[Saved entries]
:::::
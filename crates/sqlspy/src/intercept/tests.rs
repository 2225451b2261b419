use super::*;
use crate::channel::{Channel, Level, MemorySink};
use crate::error::SpyError;
use std::sync::Mutex;

// ── Shared DummyClient for tests ──

#[derive(Default)]
struct DummyClient {
    calls: Mutex<Vec<String>>,
}

impl DummyClient {
    fn calls(&self) -> Vec<String> {
        self.calls.lock().unwrap().clone()
    }

    fn record(&self, sql: &str) {
        self.calls.lock().unwrap().push(sql.to_string());
    }
}

impl GenericClient for DummyClient {
    async fn query(&self, sql: &str, _: &[&(dyn ToSql + Sync)]) -> SpyResult<Vec<Row>> {
        self.record(sql);
        Ok(vec![])
    }
    async fn query_one(&self, sql: &str, _: &[&(dyn ToSql + Sync)]) -> SpyResult<Row> {
        self.record(sql);
        Err(SpyError::not_found("no rows"))
    }
    async fn query_opt(&self, sql: &str, _: &[&(dyn ToSql + Sync)]) -> SpyResult<Option<Row>> {
        self.record(sql);
        Ok(None)
    }
    async fn execute(&self, sql: &str, _: &[&(dyn ToSql + Sync)]) -> SpyResult<u64> {
        self.record(sql);
        if sql.contains("missing") {
            Err(SpyError::Other("relation \"missing\" does not exist".to_string()))
        } else {
            Ok(3)
        }
    }
}

#[derive(Debug)]
struct Refused;

impl std::fmt::Display for Refused {
    fn fmt(&self, f: &mut std::fmt::Formatter<'_>) -> std::fmt::Result {
        f.write_str("connection refused")
    }
}

impl Error for Refused {}

fn context(sink: &Arc<MemorySink>) -> SpyContext {
    SpyContext::with_sink(SpyConfig::raw(), Arc::clone(sink))
}

async fn connected(ctx: &SpyContext) -> SpyClient<DummyClient> {
    ctx.connect(async { Ok::<_, Refused>(DummyClient::default()) })
        .await
        .unwrap()
}

fn messages(sink: &MemorySink, channel: Channel) -> Vec<String> {
    sink.channel_records(channel)
        .into_iter()
        .map(|r| r.message)
        .collect()
}

// ── Connection lifecycle ──

#[tokio::test]
async fn test_connect_issues_number_and_reports_open() {
    let sink = Arc::new(MemorySink::new().with_channel(Channel::Connection, Level::Info));
    let ctx = context(&sink);

    let client = connected(&ctx).await;
    assert_eq!(client.connection_number(), Some(1));
    assert!(client.is_spied());
    assert_eq!(ctx.registry().open_connections(), vec![1]);
    assert_eq!(messages(&sink, Channel::Connection), vec!["1. Connection opened"]);

    let second = connected(&ctx).await;
    assert_eq!(second.connection_number(), Some(2));
}

#[tokio::test]
async fn test_drop_reports_close() {
    let sink = Arc::new(MemorySink::new().with_channel(Channel::Connection, Level::Info));
    let ctx = context(&sink);

    let client = connected(&ctx).await;
    drop(client);

    assert!(ctx.registry().open_connections().is_empty());
    assert_eq!(
        messages(&sink, Channel::Connection),
        vec!["1. Connection opened", "1. Connection closed"]
    );
}

#[tokio::test]
async fn test_close_and_abort_report_once() {
    let sink = Arc::new(MemorySink::new().with_channel(Channel::Connection, Level::Info));
    let ctx = context(&sink);

    let first = connected(&ctx).await;
    let second = connected(&ctx).await;
    first.close();
    second.abort();

    assert_eq!(
        messages(&sink, Channel::Connection),
        vec![
            "1. Connection opened",
            "2. Connection opened",
            "1. Connection closed",
            "2. Connection aborted",
        ]
    );
    assert_eq!(
        ctx.registry().state(2),
        Some(crate::registry::ConnectionState::Aborted)
    );
    assert_eq!(
        ctx.registry().state(1),
        Some(crate::registry::ConnectionState::Closed)
    );
    assert_eq!(ctx.registry().tracked(), 1);
}

#[tokio::test]
async fn test_connect_failure_is_reported_and_returned() {
    let sink = Arc::new(MemorySink::new().with_channel(Channel::Audit, Level::Info));
    let ctx = context(&sink);

    let result = ctx
        .connect(async { Err::<DummyClient, _>(Refused) })
        .await;
    let err = result.err().expect("connect should fail");
    assert_eq!(err.to_string(), "connection refused");

    let audit = sink.channel_records(Channel::Audit);
    assert_eq!(audit.len(), 1);
    assert_eq!(audit[0].level, Level::Error);
    assert_eq!(audit[0].message, "-. DataSource.connect()");
    assert_eq!(audit[0].error.as_deref(), Some("connection refused"));
    assert!(ctx.registry().open_connections().is_empty());
}

#[tokio::test]
async fn test_disabled_logging_passes_through() {
    let sink = Arc::new(MemorySink::new().with_channel(Channel::ResultSetTable, Level::Info));
    let ctx = context(&sink);

    let client = connected(&ctx).await;
    assert!(!client.is_spied());
    assert_eq!(client.connection_number(), None);

    client.execute("update t set x = 1", &[]).await.unwrap();
    drop(client);

    assert!(sink.records().is_empty());
    assert!(ctx.registry().open_connections().is_empty());
    // No number was ever issued.
    assert_eq!(ctx.registry().issue_number(), 1);
}

#[tokio::test]
async fn test_attached_clients_do_not_close_the_connection() {
    let sink = Arc::new(MemorySink::new().with_all(Level::Info));
    let ctx = context(&sink);

    let client = connected(&ctx).await;
    let attached = ctx.attach(client.connection_number(), DummyClient::default());
    attached.execute("delete from t", &[]).await.unwrap();
    drop(attached);

    assert_eq!(ctx.registry().open_connections(), vec![1]);
    assert_eq!(messages(&sink, Channel::SqlOnly), vec!["[sqlspy] delete from t"]);
    assert_eq!(
        messages(&sink, Channel::Audit),
        vec!["1. Statement.execute returned 3"]
    );
    drop(client);
}

// ── Statements ──

#[tokio::test]
async fn test_execute_reports_sql_timing_and_return() {
    let sink = Arc::new(MemorySink::new().with_all(Level::Info));
    let ctx = context(&sink);
    let client = connected(&ctx).await;

    let affected = client.execute("update t set x = $1", &[&5_i32]).await.unwrap();
    assert_eq!(affected, 3);
    assert_eq!(client.inner().calls(), vec!["update t set x = $1"]);

    assert_eq!(
        messages(&sink, Channel::SqlOnly),
        vec!["[sqlspy] update t set x = 5"]
    );

    let timing = messages(&sink, Channel::SqlTiming);
    assert_eq!(timing.len(), 1);
    assert!(timing[0].starts_with("1. executed in "));
    assert!(timing[0].ends_with(" ms | execute\n[sqlspy] update t set x = 5"));

    let audit = messages(&sink, Channel::Audit);
    assert_eq!(audit, vec!["1. PreparedStatement.execute returned 3"]);
}

#[tokio::test]
async fn test_statements_without_params_are_plain_statements() {
    let sink = Arc::new(MemorySink::new().with_channel(Channel::Audit, Level::Info));
    let ctx = context(&sink);
    let client = connected(&ctx).await;

    client.query("select 1", &[]).await.unwrap();
    client.query_opt("select 2", &[]).await.unwrap();

    assert_eq!(
        messages(&sink, Channel::Audit),
        vec![
            "1. Statement.query returned 0 rows",
            "1. Statement.query_opt returned no row"
        ]
    );
}

#[tokio::test]
async fn test_failures_are_reported_and_returned_unchanged() {
    let sink = Arc::new(MemorySink::new().with_all(Level::Info));
    let ctx = context(&sink);
    let client = connected(&ctx).await;

    let err = client
        .execute("delete from missing", &[])
        .await
        .unwrap_err();
    assert!(matches!(&err, SpyError::Other(msg) if msg == "relation \"missing\" does not exist"));

    let timing = sink.channel_records(Channel::SqlTiming);
    assert_eq!(timing.len(), 1);
    assert_eq!(timing[0].level, Level::Error);
    assert!(timing[0]
        .message
        .starts_with("1. Statement.execute FAILED! [sqlspy] delete from missing {FAILED after "));
    assert_eq!(
        timing[0].error.as_deref(),
        Some("relation \"missing\" does not exist")
    );

    // Only the pre-execution dump reaches sql-only, plus the failure.
    let only = messages(&sink, Channel::SqlOnly);
    assert_eq!(
        only,
        vec![
            "[sqlspy] delete from missing",
            "1. Statement.execute [sqlspy] delete from missing"
        ]
    );
}

#[tokio::test]
async fn test_empty_results_render_no_table() {
    let sink = Arc::new(
        MemorySink::new()
            .with_channel(Channel::ResultSetTable, Level::Info)
            .with_channel(Channel::Audit, Level::Info),
    );
    let ctx = context(&sink);
    let client = connected(&ctx).await;

    let rows = client.query("select id from users where false", &[]).await.unwrap();
    assert!(rows.is_empty());
    client.query_opt("select id from users where false", &[]).await.unwrap();

    assert!(sink.channel_records(Channel::ResultSetTable).is_empty());
    assert_eq!(
        messages(&sink, Channel::Audit),
        vec![
            "1. Statement.query returned 0 rows",
            "1. Statement.query_opt returned no row"
        ]
    );
}

#[tokio::test]
async fn test_query_one_not_found_is_reported() {
    let sink = Arc::new(MemorySink::new().with_channel(Channel::Audit, Level::Info));
    let ctx = context(&sink);
    let client = connected(&ctx).await;

    let err = client.query_one("select 1", &[]).await.unwrap_err();
    assert!(err.is_not_found());

    let audit = sink.channel_records(Channel::Audit);
    assert_eq!(audit.len(), 1);
    assert_eq!(audit[0].message, "1. Statement.query_one [sqlspy] select 1");
}

#[tokio::test]
async fn test_values_are_dumped_as_literals() {
    let sink = Arc::new(MemorySink::new().with_channel(Channel::SqlOnly, Level::Info));
    let ctx = context(&sink);
    let client = connected(&ctx).await;

    client
        .query_values(
            "select * from users where name = $1 and active = $2 and note = $3",
            &[
                SqlValue::from("O'Brien"),
                SqlValue::Bool(true),
                SqlValue::Null,
            ],
        )
        .await
        .unwrap();
    client
        .execute_values("delete from users where id = $1", &[SqlValue::Int(9)])
        .await
        .unwrap();

    assert_eq!(
        messages(&sink, Channel::SqlOnly),
        vec![
            "[sqlspy] select * from users where name = 'O''Brien' and active = 1 and note = NULL",
            "[sqlspy] delete from users where id = 9",
        ]
    );
}

#[tokio::test]
async fn test_typed_params_are_dumped_as_literals() {
    let sink = Arc::new(MemorySink::new().with_channel(Channel::SqlOnly, Level::Info));
    let ctx = context(&sink);
    let client = connected(&ctx).await;

    let ts = chrono::NaiveDate::from_ymd_opt(2024, 3, 9)
        .unwrap()
        .and_hms_milli_opt(7, 5, 1, 42)
        .unwrap();
    client
        .query(
            "select * from users where name = $1 and active = $2 and at = $3",
            &[&"O'Brien", &true, &ts],
        )
        .await
        .unwrap();

    assert_eq!(
        messages(&sink, Channel::SqlOnly),
        vec![
            "[sqlspy] select * from users where name = 'O''Brien' and active = 1 and at = '2024-03-09 07:05:01.042'"
        ]
    );
}

#[tokio::test]
async fn test_boolean_style_follows_config() {
    let sink = Arc::new(MemorySink::new().with_channel(Channel::SqlOnly, Level::Info));
    let ctx = SpyContext::with_sink(
        SpyConfig::raw().with_boolean_as_true_false(true),
        Arc::clone(&sink),
    );
    let client = connected(&ctx).await;

    client
        .execute_values("update t set flag = $1", &[SqlValue::Bool(false)])
        .await
        .unwrap();
    assert_eq!(
        messages(&sink, Channel::SqlOnly),
        vec!["[sqlspy] update t set flag = false"]
    );
}

#[tokio::test]
async fn test_custom_dialect_renders_parameters() {
    struct Shouting;
    impl Dialect for Shouting {
        fn format_parameter(&self, value: &SqlValue) -> String {
            match value {
                SqlValue::Text(s) => format!("'{}'", s.to_uppercase()),
                other => other.to_string(),
            }
        }
    }

    let sink = Arc::new(MemorySink::new().with_channel(Channel::SqlOnly, Level::Info));
    let ctx = context(&sink).with_dialect(Shouting);
    let client = connected(&ctx).await;

    client
        .execute_values("insert into t values ($1)", &[SqlValue::from("hi")])
        .await
        .unwrap();
    assert_eq!(
        messages(&sink, Channel::SqlOnly),
        vec!["[sqlspy] insert into t values ('HI')"]
    );
}

#[tokio::test]
async fn test_batch_execute_uses_client_default() {
    let sink = Arc::new(MemorySink::new().with_channel(Channel::SqlTiming, Level::Info));
    let ctx = context(&sink);
    let client = connected(&ctx).await;

    let err = client.batch_execute("create table t (id int)").await.unwrap_err();
    assert!(matches!(err, SpyError::Other(_)));

    let timing = sink.channel_records(Channel::SqlTiming);
    assert_eq!(timing.len(), 1);
    assert_eq!(timing[0].level, Level::Error);
}

#[tokio::test]
async fn test_spy_client_is_a_generic_client() {
    async fn count<C: GenericClient>(client: &C) -> SpyResult<usize> {
        Ok(client.query("select 1", &[]).await?.len())
    }

    let sink = Arc::new(MemorySink::new().with_channel(Channel::SqlOnly, Level::Info));
    let ctx = context(&sink);
    let client = connected(&ctx).await;

    assert_eq!(count(&client).await.unwrap(), 0);
    assert_eq!(messages(&sink, Channel::SqlOnly), vec!["[sqlspy] select 1"]);
}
:::::
Your task: Filter the lines above so that only those with the string "ResultSetTable" remain, then copy them.

Problem solution:
    let sink = Arc::new(MemorySink::new().with_channel(Channel::ResultSetTable, Level::Info));
            .with_channel(Channel::ResultSetTable, Level::Info)
    assert!(sink.channel_records(Channel::ResultSetTable).is_empty());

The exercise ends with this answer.